Tuesday, September 24, 2013

Sea Creatures--Book Review

The essence of this book is that we are all sea creatures, each with our bundles of idiosyncrasies and brand of kryptonite.  If we don't adapt to the inevitable storms, we drown. Even those who survive have their bruises.

The story is about a couple and their son who move from near Chicago to South Florida. The son does not speak. The couple themselves do not sleep; they met in what they refer to as "detention" a place where those who cannot sleep go for therapy.  More I cannot relay without giving away too much.

There are several stories going on in the novel, so many that instead of the book being cohesive it appears as if it's a loose confederation of incidents that relate to Frankie (the son) and Georgia (the mother).   There is a touching portion at the very end related to a character named Charlie who is a reclusive artist, and Georgia, but even that is just one of many incidents and relationships that Georgia describes. Charlie gets a lot of ink, but so does her father and Graham (her husband), to a lesser extent her step mother Lidia and even her dead mother. There's a neighbor, an old friend, a kid in a hospital, a pediatrician--all encounters that seem to live almost independently as opposed to components of a cohesive whole.  I felt there needed to be more of a focus.

So, while I did not dislike the book, I am not going to grab strangers and suggest they read it.  It may grow on me, as often is the case, as time goes on.

Sunday, September 22, 2013


Soon I will be the age that the Beatles crooned about when I was 17 and Sergeant Pepper was the rage.  At the time, their lyrics, "will you still need me, will you still feed me, when I'm 64" had me conjuring up a gimpy, gray haired me, doing not much more than parking myself in an easy chair adjacent to my spouse as we watched the television together, joking about how we were ancient.

It is true that today after I stretched in the gym, it took a lot of time to get up off the mat.  And my walk to the car after I dressed will not be recorded for a "how to amble comfortably" demonstration. And there is gray around my temples. And when I got a haircut this noontime the "barber" (no barbers anymore--hairstlylist?) commented about how thick my hair was on the side of my head implicitly, of course, commenting that this is a phenomenon since you could count the hairs on the top without spending much time at it.   And after I played tennis on Thursday I decided to sit in the hot tub for 20 minutes to relax my muscles. And tonight if I make it until 1030 before conking out, I will be surprised.

All the above is true. But I don't see myself as the person I conjured up when I listened to the Beatles song.  Yet am I?  I do notice that people in restaurants tend to call me sir quite a bit. When I was visiting my father in his senior community recently people no longer looked at me--as they had previously-- as if I were visiting.  I asked at a restaurant what the age was for the senior discount listed on the menu. The waiter took a look at me and said, as if this would comfort me, "Don't worry. You're fine."

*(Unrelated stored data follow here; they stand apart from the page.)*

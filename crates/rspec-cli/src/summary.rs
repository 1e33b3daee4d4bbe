use comfy_table::modifiers::UTF8_ROUND_CORNERS;
use comfy_table::presets::UTF8_FULL_CONDENSED;
use comfy_table::{Attribute, Cell, CellAlignment, Color, ContentArrangement, Table};

use rspec_cli::pipeline::KeySummary;

use crate::types::RunResult;

pub fn print_summary(result: &RunResult) {
    println!("Mode: {}", result.mode.label());
    if result.dry_run {
        println!("Output: {} (dry run, nothing written)", result.target_dir.display());
    } else {
        println!("Output: {}", result.target_dir.display());
    }
    let mut table = Table::new();
    table.set_header(vec![
        header_cell("Language"),
        header_cell("Directory"),
        header_cell("Fetched"),
        header_cell("Emitted"),
        header_cell("Activated"),
        header_cell("Files"),
    ]);
    apply_table_style(&mut table);
    for index in 2..=5 {
        align_column(&mut table, index, CellAlignment::Right);
    }
    let mut total_fetched = 0usize;
    let mut total_emitted = 0usize;
    let mut total_files = 0usize;
    for summary in &result.keys {
        total_fetched += summary.rules_fetched;
        total_emitted += summary.rules_emitted;
        total_files += summary.files.len();
        table.add_row(key_row(summary));
    }
    let total_activated = result
        .keys
        .iter()
        .filter_map(|summary| summary.profile_activations)
        .reduce(|total, count| total + count);
    table.add_row(vec![
        Cell::new("TOTAL")
            .fg(Color::Cyan)
            .add_attribute(Attribute::Bold),
        dim_cell("-"),
        Cell::new(total_fetched).add_attribute(Attribute::Bold),
        Cell::new(total_emitted).add_attribute(Attribute::Bold),
        activation_cell(total_activated).add_attribute(Attribute::Bold),
        Cell::new(total_files).add_attribute(Attribute::Bold),
    ]);
    println!("{table}");
}

fn key_row(summary: &KeySummary) -> Vec<Cell> {
    vec![
        Cell::new(&summary.language_key)
            .fg(Color::Blue)
            .add_attribute(Attribute::Bold),
        Cell::new(summary.output_dir.display()),
        Cell::new(summary.rules_fetched),
        emitted_cell(summary.rules_emitted, summary.rules_fetched),
        activation_cell(summary.profile_activations),
        Cell::new(summary.files.len()),
    ]
}

/// Highlight keys where the compatibility filter dropped every rule.
fn emitted_cell(emitted: usize, fetched: usize) -> Cell {
    if emitted == 0 && fetched > 0 {
        Cell::new(emitted).fg(Color::Yellow)
    } else {
        Cell::new(emitted)
    }
}

fn activation_cell(count: Option<usize>) -> Cell {
    match count {
        Some(value) => Cell::new(value),
        None => dim_cell("-"),
    }
}

fn apply_table_style(table: &mut Table) {
    table
        .load_preset(UTF8_FULL_CONDENSED)
        .apply_modifier(UTF8_ROUND_CORNERS)
        .set_content_arrangement(ContentArrangement::Dynamic)
        .set_width(120);
}

fn align_column(table: &mut Table, index: usize, alignment: CellAlignment) {
    if let Some(column) = table.column_mut(index) {
        column.set_cell_alignment(alignment);
    }
}

fn header_cell(label: &str) -> Cell {
    Cell::new(label)
        .fg(Color::Cyan)
        .add_attribute(Attribute::Bold)
}

fn dim_cell<T: ToString>(value: T) -> Cell {
    Cell::new(value).fg(Color::DarkGrey)
}
//! Per-rule documentation and metadata export.
//!
//! A straight transcription: the documentation blob is written as is and the
//! canonical rule is serialized to JSON. No escaping, no templating.

use tracing::debug;

use rspec_model::Rule;

use crate::error::ExportError;

pub const DOCUMENTATION_EXTENSION: &str = "html";
pub const DATA_EXTENSION: &str = "json";

/// A named text artifact.
#[derive(Debug, Clone, PartialEq, Eq)]
pub struct Artifact {
    pub file_name: String,
    pub contents: String,
}

/// The documentation/data pair exported for one rule.
#[derive(Debug, Clone, PartialEq, Eq)]
pub struct RuleDataArtifacts {
    pub rule_name: String,
    pub documentation: Artifact,
    pub data: Artifact,
}

/// Export every rule of `language_key`, in input order.
///
/// Unlike registrar emission there is no compatibility filter: every rule
/// fetched for the language is exported.
pub fn export_rule_data(
    rules: &[Rule],
    language_key: &str,
) -> Result<Vec<RuleDataArtifacts>, ExportError> {
    let exported = rules.iter().map(export_rule).collect::<Result<Vec<_>, _>>()?;
    debug!(language_key, rule_count = exported.len(), "exported rule data");
    Ok(exported)
}

fn export_rule(rule: &Rule) -> Result<RuleDataArtifacts, ExportError> {
    let mut data = serde_json::to_string_pretty(rule).map_err(|source| ExportError::Serialize {
        rule: rule.name.clone(),
        source,
    })?;
    data.push('\n');

    Ok(RuleDataArtifacts {
        rule_name: rule.name.clone(),
        documentation: Artifact {
            file_name: format!("{}.{DOCUMENTATION_EXTENSION}", rule.name),
            contents: rule.html_documentation.clone(),
        },
        data: Artifact {
            file_name: format!("{}.{DATA_EXTENSION}", rule.name),
            contents: data,
        },
    })
}
use serde_json::Value;

/// One rule as delivered by a manifest source, before any validation.
#[derive(Debug, Clone, PartialEq)]
pub struct RawRule {
    /// Rule key, e.g. `S100`. Unique within a language.
    pub key: String,
    /// Untyped manifest tree. Only the normalizer reads fields from it.
    pub manifest: Value,
    /// Documentation blob, if the source had one.
    pub html_documentation: Option<String>,
}

impl RawRule {
    pub fn new(
        key: impl Into<String>,
        manifest: Value,
        html_documentation: Option<String>,
    ) -> Self {
        Self {
            key: key.into(),
            manifest,
            html_documentation,
        }
    }
}
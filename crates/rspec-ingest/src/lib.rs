//! Rule manifest ingestion.
//!
//! This crate provides the boundary between the rule catalog and the
//! generation pipeline: a [`RuleManifestSource`] hands out [`RawRule`]
//! records per language key, untouched.
//!
//! # Sources
//!
//! - [`DirectoryManifestSource`]: a local checkout of the rule catalog
//! - [`StaticManifestSource`]: an in-memory catalog, handy for tests and
//!   for callers that fetch manifests some other way
//!
//! # Example
//!
//! ```ignore
//! use rspec_ingest::{DirectoryManifestSource, RuleManifestSource};
//!
//! let source = DirectoryManifestSource::new("rspec/rules");
//! let raw_rules = source.rules_by_language("javascript")?;
//! ```
//!
//! [`RawRule`]: rspec_model::RawRule

mod directory;
mod error;
mod source;

// === Error Types ===
pub use error::{FetchError, Result};

// === Sources ===
pub use directory::{DOCUMENTATION_FILE, DirectoryManifestSource, METADATA_FILE, list_rule_dirs};
pub use source::{RuleManifestSource, StaticManifestSource};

My best guess is that I am not who I imagined and am much younger.  But today marks one month before that song will be about me.  I'd think about this matter more right now, but I am getting sleepy.  I will not, however, warm up any milk before I get ready to slumber.

Saturday, September 21, 2013

the man and the legend

On Thursday I was on the Orange line, one of the four main subway lines in Boston. There are the blue, red, green, and orange.  The Orange line, painted as you might suspect in orange, has a stop right near where I work.  So I am on the Orange line headed for Downtown Crossing.

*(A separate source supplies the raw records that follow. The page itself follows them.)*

use std::path::PathBuf;

use thiserror::Error;

/// The file sink failed to persist an artifact.
#[derive(Debug, Error)]
pub enum WriteError {
    #[error("failed to create directory {path}: {source}")]
    CreateDir {
        path: PathBuf,
        #[source]
        source: std::io::Error,
    },

    #[error("failed to write {path}: {source}")]
    Write {
        path: PathBuf,
        #[source]
        source: std::io::Error,
    },
}

/// A rule could not be serialized for export.
#[derive(Debug, Error)]
pub enum ExportError {
    #[error("failed to serialize rule {rule}: {source}")]
    Serialize {
        rule: String,
        #[source]
        source: serde_json::Error,
    },
}
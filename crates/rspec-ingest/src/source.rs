use std::collections::BTreeMap;

use rspec_model::RawRule;

use crate::error::Result;

/// Supplies raw rule manifests for one language key at a time.
///
/// Calls are synchronous and may block (clone, network, disk). The order of
/// the returned records is the order the pipeline emits them in.
pub trait RuleManifestSource {
    fn rules_by_language(&self, language_key: &str) -> Result<Vec<RawRule>>;
}

impl<S: RuleManifestSource + ?Sized> RuleManifestSource for &S {
    fn rules_by_language(&self, language_key: &str) -> Result<Vec<RawRule>> {
        (**self).rules_by_language(language_key)
    }
}

/// In-memory manifest source keyed by language.
///
/// Unknown language keys yield an empty list, like a catalog without any
/// rule for that language.
#[derive(Debug, Clone, Default)]
pub struct StaticManifestSource {
    rules: BTreeMap<String, Vec<RawRule>>,
}

impl StaticManifestSource {
    pub fn new() -> Self {
        Self::default()
    }

    /// Append `rule` to the list for `language_key`.
    #[must_use]
    pub fn with_rule(mut self, language_key: impl Into<String>, rule: RawRule) -> Self {
        self.rules.entry(language_key.into()).or_default().push(rule);
        self
    }
}

impl RuleManifestSource for StaticManifestSource {
    fn rules_by_language(&self, language_key: &str) -> Result<Vec<RawRule>> {
        Ok(self.rules.get(language_key).cloned().unwrap_or_default())
    }
}
//! Logging infrastructure using `tracing` and `tracing-subscriber`.
//!
//! All progress reporting in the generator goes through `tracing`; this
//! module only decides where it ends up and how it looks.
//!
//! # Log Levels
//!
//! - `error`: fatal run errors
//! - `warn`: non-fatal issues
//! - `info`: per-language progress lines, dry-run writes
//! - `debug`: stage counts, every written artifact
//! - `trace`: unused for now
//!
//! # Usage
//!
//! ```ignore
//! use rspec_cli::logging::{init_logging, LogConfig};
//!
//! let config = LogConfig::default().with_format(LogFormat::Compact);
//! init_logging(&config)?;
//! ```

use std::fs::{File, OpenOptions};
use std::io::{self, Write};
use std::path::PathBuf;
use std::sync::{Arc, Mutex};

use tracing::level_filters::LevelFilter;
use tracing_subscriber::{
    EnvFilter,
    fmt::{self, MakeWriter},
    layer::SubscriberExt,
    util::SubscriberInitExt,
};

/// Crates whose events follow the configured level. Everything else stays
/// at the base level.
const WORKSPACE_CRATES: &[&str] = &[
    "rspec",
    "rspec_cli",
    "rspec_ingest",
    "rspec_model",
    "rspec_normalization",
    "rspec_output",
];

/// Configuration for logging behavior.
#[derive(Debug, Clone)]
pub struct LogConfig {
    /// Maximum level for workspace crates.
    pub level_filter: LevelFilter,
    /// Let `RUST_LOG` replace the level filter when it is set.
    pub use_env_filter: bool,
    /// Whether to include timestamps in log output.
    pub with_timestamps: bool,
    /// Whether to include target (module path) in log output.
    pub with_target: bool,
    /// Whether JSON output reports span closes.
    pub with_spans: bool,
    /// Whether to use ANSI colors in output.
    pub with_ansi: bool,
    pub format: LogFormat,
    /// Optional log file path. When set, logs are appended to the file.
    pub log_file: Option<PathBuf>,
}

/// Log output format.
#[derive(Debug, Clone, Copy, Default, PartialEq, Eq)]
pub enum LogFormat {
    /// Human-readable multi-field format with colors.
    #[default]
    Pretty,
    /// Compact single-line format.
    Compact,
    /// JSON format for machine parsing.
    Json,
}

impl Default for LogConfig {
    fn default() -> Self {
        Self {
            level_filter: LevelFilter::INFO,
            use_env_filter: true,
            with_timestamps: false,
            with_target: false,
            with_spans: true,
            with_ansi: true,
            format: LogFormat::default(),
            log_file: None,
        }
    }
}

impl LogConfig {
    #[must_use]
    pub fn with_level_filter(mut self, level_filter: LevelFilter) -> Self {
        self.level_filter = level_filter;
        self
    }

    #[must_use]
    pub fn with_env_filter(mut self, enable: bool) -> Self {
        self.use_env_filter = enable;
        self
    }

    #[must_use]
    pub fn with_timestamps(mut self, enable: bool) -> Self {
        self.with_timestamps = enable;
        self
    }

    #[must_use]
    pub fn with_target(mut self, enable: bool) -> Self {
        self.with_target = enable;
        self
    }

    #[must_use]
    pub fn with_ansi(mut self, enable: bool) -> Self {
        self.with_ansi = enable;
        self
    }

    #[must_use]
    pub fn with_format(mut self, format: LogFormat) -> Self {
        self.format = format;
        self
    }

    /// Set the log file path (writes to stderr when None).
    #[must_use]
    pub fn with_log_file(mut self, path: Option<PathBuf>) -> Self {
        self.log_file = path;
        self
    }
}

/// Initialize the global tracing subscriber with the given configuration.
///
/// This should be called once at application startup.
///
/// # Errors
///
/// Returns an error if the log file cannot be opened.
///
/// # Panics
///
/// Panics if a global subscriber is already installed.
pub fn init_logging(config: &LogConfig) -> io::Result<()> {
    if let Some(path) = &config.log_file {
        let file = OpenOptions::new().create(true).append(true).open(path)?;
        init_logging_with_writer(config, SharedFileWriter::new(file));
    } else {
        init_logging_with_writer(config, io::stderr);
    }
    Ok(())
}

/// Initialize logging with a custom writer.
pub fn init_logging_with_writer<W>(config: &LogConfig, writer: W)
where
    W: for<'writer> MakeWriter<'writer> + Send + Sync + 'static,
{
    let filter = build_env_filter(config.level_filter, config.use_env_filter);

    match config.format {
        LogFormat::Json => {
            let layer = fmt::layer()
                .json()
                .with_writer(writer)
                .with_target(config.with_target)
                .with_span_events(if config.with_spans {
                    fmt::format::FmtSpan::CLOSE
                } else {
                    fmt::format::FmtSpan::NONE
                });

            tracing_subscriber::registry()
                .with(filter)
                .with(layer)
                .init();
        }
        LogFormat::Compact => {
            let layer = fmt::layer()
                .compact()
                .with_writer(writer)
                .with_ansi(config.with_ansi)
                .with_target(config.with_target);

            if config.with_timestamps {
                tracing_subscriber::registry()
                    .with(filter)
                    .with(layer)
                    .init();
            } else {
                tracing_subscriber::registry()
                    .with(filter)
                    .with(layer.without_time())
                    .init();
            }
        }
        LogFormat::Pretty => {
            let layer = fmt::layer()
                .with_writer(writer)
                .with_ansi(config.with_ansi)
                .with_target(config.with_target);

            if config.with_timestamps {
                tracing_subscriber::registry()
                    .with(filter)
                    .with(layer)
                    .init();
            } else {
                tracing_subscriber::registry()
                    .with(filter)
                    .with(layer.without_time())
                    .init();
            }
        }
    }
}

#[derive(Clone)]
struct SharedFileWriter {
    file: Arc<Mutex<File>>,
}

impl SharedFileWriter {
    fn new(file: File) -> Self {
        Self {
            file: Arc::new(Mutex::new(file)),
        }
    }
}

struct SharedFileGuard {
    file: Arc<Mutex<File>>,
}

impl Write for SharedFileGuard {
    fn write(&mut self, buf: &[u8]) -> io::Result<usize> {
        let mut guard = self
            .file
            .lock()
            .map_err(|_| io::Error::other("log file lock poisoned"))?;
        guard.write(buf)
    }

    fn flush(&mut self) -> io::Result<()> {
        let mut guard = self
            .file
            .lock()
            .map_err(|_| io::Error::other("log file lock poisoned"))?;
        guard.flush()
    }
}

impl<'a> MakeWriter<'a> for SharedFileWriter {
    type Writer = SharedFileGuard;

    fn make_writer(&'a self) -> Self::Writer {
        SharedFileGuard {
            file: Arc::clone(&self.file),
        }
    }
}

/// Build the event filter for `level_filter`.
///
/// With `use_env_filter`, a valid `RUST_LOG` wins. Otherwise workspace
/// crates log at `level_filter` and everything else stays at warn or
/// quieter.
fn build_env_filter(level_filter: LevelFilter, use_env_filter: bool) -> EnvFilter {
    if use_env_filter && let Ok(filter) = EnvFilter::try_from_default_env() {
        return filter;
    }
    let level = level_filter.to_string().to_lowercase();
    let base = LevelFilter::WARN.min(level_filter).to_string().to_lowercase();
    let directives = WORKSPACE_CRATES
        .iter()
        .map(|krate| format!("{krate}={level}"))
        .collect::<Vec<_>>()
        .join(",");
    EnvFilter::new(format!("{base},{directives}"))
}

I sit across from a gentleman who, aside from his tee-shirt, is relatively normal. Dark hair, a beard, some conventional spectacles, and regularly looking duds--except for his shirt.

There are two arrows on his shirt. One is at chest level and is pointed up toward the neck. The other is around belly button level, this one pointed down toward his crotch.  Underneath the one that is at chest level are the words "the man".  Adjacent to the arrow pointed toward his crotch are the two words, "the legend."

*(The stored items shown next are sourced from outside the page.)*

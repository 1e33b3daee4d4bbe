//! Rule registrar and rule data generation.
//!
//! This crate renders canonical rules into two kinds of artifacts:
//!
//! - **Registrars**: Java sources that register a rule repository and a
//!   built-in quality profile with the analyzer host
//! - **Rule data**: per-rule documentation and JSON metadata, transcribed
//!   without templating
//!
//! Rendering is pure: the same rules and options always produce the same
//! bytes. Writing goes through a [`FileSink`].

mod error;
mod escape;
mod registrars;
mod rule_data;
mod sink;

pub use error::{ExportError, WriteError};
pub use escape::{escape_java, java_string};
pub use registrars::{
    DEFAULT_PROFILE_NAME, DEFAULT_REPOSITORY_NAME, GeneratedSource, RegistrarOptions, Registrars,
    compatible_rules, emit_registrars, profile_registrar_class_name, register_routine_names,
    render_profile_registrar, render_repository_registrar, repository_registrar_class_name,
};
pub use rule_data::{
    Artifact, DATA_EXTENSION, DOCUMENTATION_EXTENSION, RuleDataArtifacts, export_rule_data,
};
pub use sink::{DryRunSink, FileSink, FsSink};
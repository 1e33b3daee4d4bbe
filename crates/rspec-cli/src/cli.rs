//! CLI argument definitions for the rule registrar generator.

use std::path::PathBuf;

use clap::{Args, Parser, Subcommand, ValueEnum};
use clap_verbosity_flag::{InfoLevel, Verbosity};
use colorchoice_clap::Color;

use rspec_output::{DEFAULT_PROFILE_NAME, DEFAULT_REPOSITORY_NAME};

#[derive(Parser)]
#[command(
    name = "rspec",
    version,
    about = "Generate analyzer rule registrars and rule data from a rule catalog",
    long_about = "Generate analyzer rule registrars and rule data from a rule catalog.\n\n\
                  Reads rule manifests per language key, validates them, and writes\n\
                  either Java registrar classes or per-rule HTML/JSON data files."
)]
pub struct Cli {
    #[command(subcommand)]
    pub command: Command,

    /// Adjust log verbosity (-v for debug, -vv for trace, -q for warnings only).
    #[command(flatten)]
    pub verbosity: Verbosity<InfoLevel>,

    /// Control ANSI color output (auto, always, never).
    #[command(flatten)]
    pub color: Color,

    /// Explicit log level (overrides -v/-q flags).
    #[arg(long = "log-level", value_enum, global = true)]
    pub log_level: Option<LogLevelArg>,

    /// Log output format (pretty for human, json for machine parsing).
    #[arg(
        long = "log-format",
        value_enum,
        default_value = "pretty",
        global = true
    )]
    pub log_format: LogFormatArg,

    /// Write logs to a file instead of stderr.
    #[arg(long = "log-file", value_name = "PATH", global = true)]
    pub log_file: Option<PathBuf>,
}

#[derive(Subcommand)]
pub enum Command {
    /// Generate repository and quality profile registrar classes.
    Registrars(RegistrarsArgs),

    /// Export per-rule HTML documentation and JSON metadata.
    RuleData(RuleDataArgs),
}

/// Options shared by both run modes.
#[derive(Args)]
pub struct CatalogArgs {
    /// Rule catalog checkout (one directory per rule key).
    #[arg(long = "rules-dir", value_name = "DIR")]
    pub rules_dir: PathBuf,

    /// Language key to generate; repeat for several keys.
    #[arg(long = "language-key", value_name = "KEY", required = true)]
    pub language_keys: Vec<String>,

    /// Output directory; each language key gets its own subdirectory.
    #[arg(long = "target-dir", value_name = "DIR")]
    pub target_dir: PathBuf,

    /// Log the files that would be written without writing them.
    #[arg(long = "dry-run")]
    pub dry_run: bool,
}

#[derive(Args)]
pub struct RegistrarsArgs {
    #[command(flatten)]
    pub catalog: CatalogArgs,

    /// Java package of the generated classes.
    #[arg(long = "package-name", value_name = "PACKAGE")]
    pub package_name: String,

    /// Repository key used for class names and activations (default: the language key).
    #[arg(long = "repository-key", value_name = "KEY")]
    pub repository_key: Option<String>,

    /// Only rules compatible with this language are emitted (default: the language key).
    #[arg(long = "compatible-language-key", value_name = "KEY")]
    pub compatible_language_key: Option<String>,

    /// Built-in quality profile to populate.
    #[arg(long = "profile-name", value_name = "NAME", default_value = DEFAULT_PROFILE_NAME)]
    pub profile_name: String,

    /// Display name of the rule repository.
    #[arg(long = "repository-name", value_name = "NAME", default_value = DEFAULT_REPOSITORY_NAME)]
    pub repository_name: String,
}

#[derive(Args)]
pub struct RuleDataArgs {
    #[command(flatten)]
    pub catalog: CatalogArgs,
}

/// CLI log level choices.
#[derive(Clone, Copy, ValueEnum)]
pub enum LogLevelArg {
    Error,
    Warn,
    Info,
    Debug,
    Trace,
}

/// CLI log format choices.
#[derive(Clone, Copy, ValueEnum)]
pub enum LogFormatArg {
    Pretty,
    Compact,
    Json,
}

My question is this:  What possessed this person to wear this shirt. Did he lose a bet?  Did his love tell him that he better wear the shirt, or else, the legend might as well be retired?

My guess is that he did not lose a bet nor was he threatened. I am thinking this person is missing something and not necessarily between the ears.  I think this person has as the shrinks are wont to say "a lacuna in cerebellum".  A lacuna is a gap.  Roughly translated this shrink-ese means someone has a hole in his head.  But the hole in this case is not actually in the head, but in the part of the head that steers the heart.

If you are a legend south of the border would you really wear a shirt like this?

red sox nation

Last night the Red Sox clinched the American League East.  The celebration on the field and in local taverns is another illustration of how sports can be thrilling regardless of any monetary factors. I wrote in an earlier blog how I was excited watching a college basketball game once and a fellow asked me how much money I had riding on the game. I told him I had none, just thought it was thrilling to see how a team (Syracuse) had defied predictions and was excelling in the Big East tournament.  The fellow doubted me. He said nobody gets excited like I was without some money being involved.

Very wrong.  I was in a tavern when the Red Sox clinched last night.  Half of the bar watching the game on television gave the Red Sox a standing ovation.  And this was nothing compared to the shenanigans at Fenway Park where the players and fans acted like children dancing and shpritzing everyone with champagne.

The Red Sox were not supposed to do well this year. It was two years ago when all heralded the team in April as likely champions. The team then was loaded with high priced talent.  The Red Sox did not win that year collapsing like a cheap tent in a hurricane during September.  And last year the Red Sox despite some sluggers on the roster, played like the American Legion teams that practice in the park near my home.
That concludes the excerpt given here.